Stored data entries:
◇ ◇ ◇ ◇ ◇
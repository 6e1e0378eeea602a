//! Database connection pool

use anyhow::{Context, Result};
use sqlx::{
    postgres::{PgConnectOptions, PgPoolOptions},
    PgPool,
};
use std::str::FromStr;
use std::time::Duration;

use crate::config::Settings;

/// Create the PostgreSQL pool. The connection is lazy so the simulator and
/// estimate endpoints stay up while the database is unreachable.
pub fn create_pool(settings: &Settings) -> Result<PgPool> {
    let connect_options = PgConnectOptions::from_str(&settings.database_url)
        .context("Invalid DATABASE_URL")?
        .application_name("buildsim-backend");

    let pool = PgPoolOptions::new()
        .max_connections(settings.database_max_connections)
        .min_connections(0)
        .acquire_timeout(Duration::from_secs(5))
        .idle_timeout(Duration::from_secs(300))
        .max_lifetime(Duration::from_secs(1800))
        .connect_lazy_with(connect_options);

    tracing::info!(
        max_connections = settings.database_max_connections,
        "Database connection pool configured"
    );

    Ok(pool)
}
use chrono::{DateTime, Utc};
use serde::{Deserialize, Serialize};
use uuid::Uuid;

/// Row of `profiles`, one per registered user
#[derive(Debug, Clone, Serialize, Deserialize)]
pub struct Profile {
    pub id: Uuid,
    pub user_id: Uuid,
    pub email: Option<String>,
    pub first_name: Option<String>,
    pub last_name: Option<String>,
    pub phone: Option<String>,
    pub avatar_url: Option<String>,
    pub created_at: DateTime<Utc>,
    pub updated_at: DateTime<Utc>,
}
◇ ◇ ◇ ◇ ◇
- _What is needed_
Lines above that have "PgConnectOptions": copy each of them.

- _Output below_
    postgres::{PgConnectOptions, PgPoolOptions},
    let connect_options = PgConnectOptions::from_str(&settings.database_url)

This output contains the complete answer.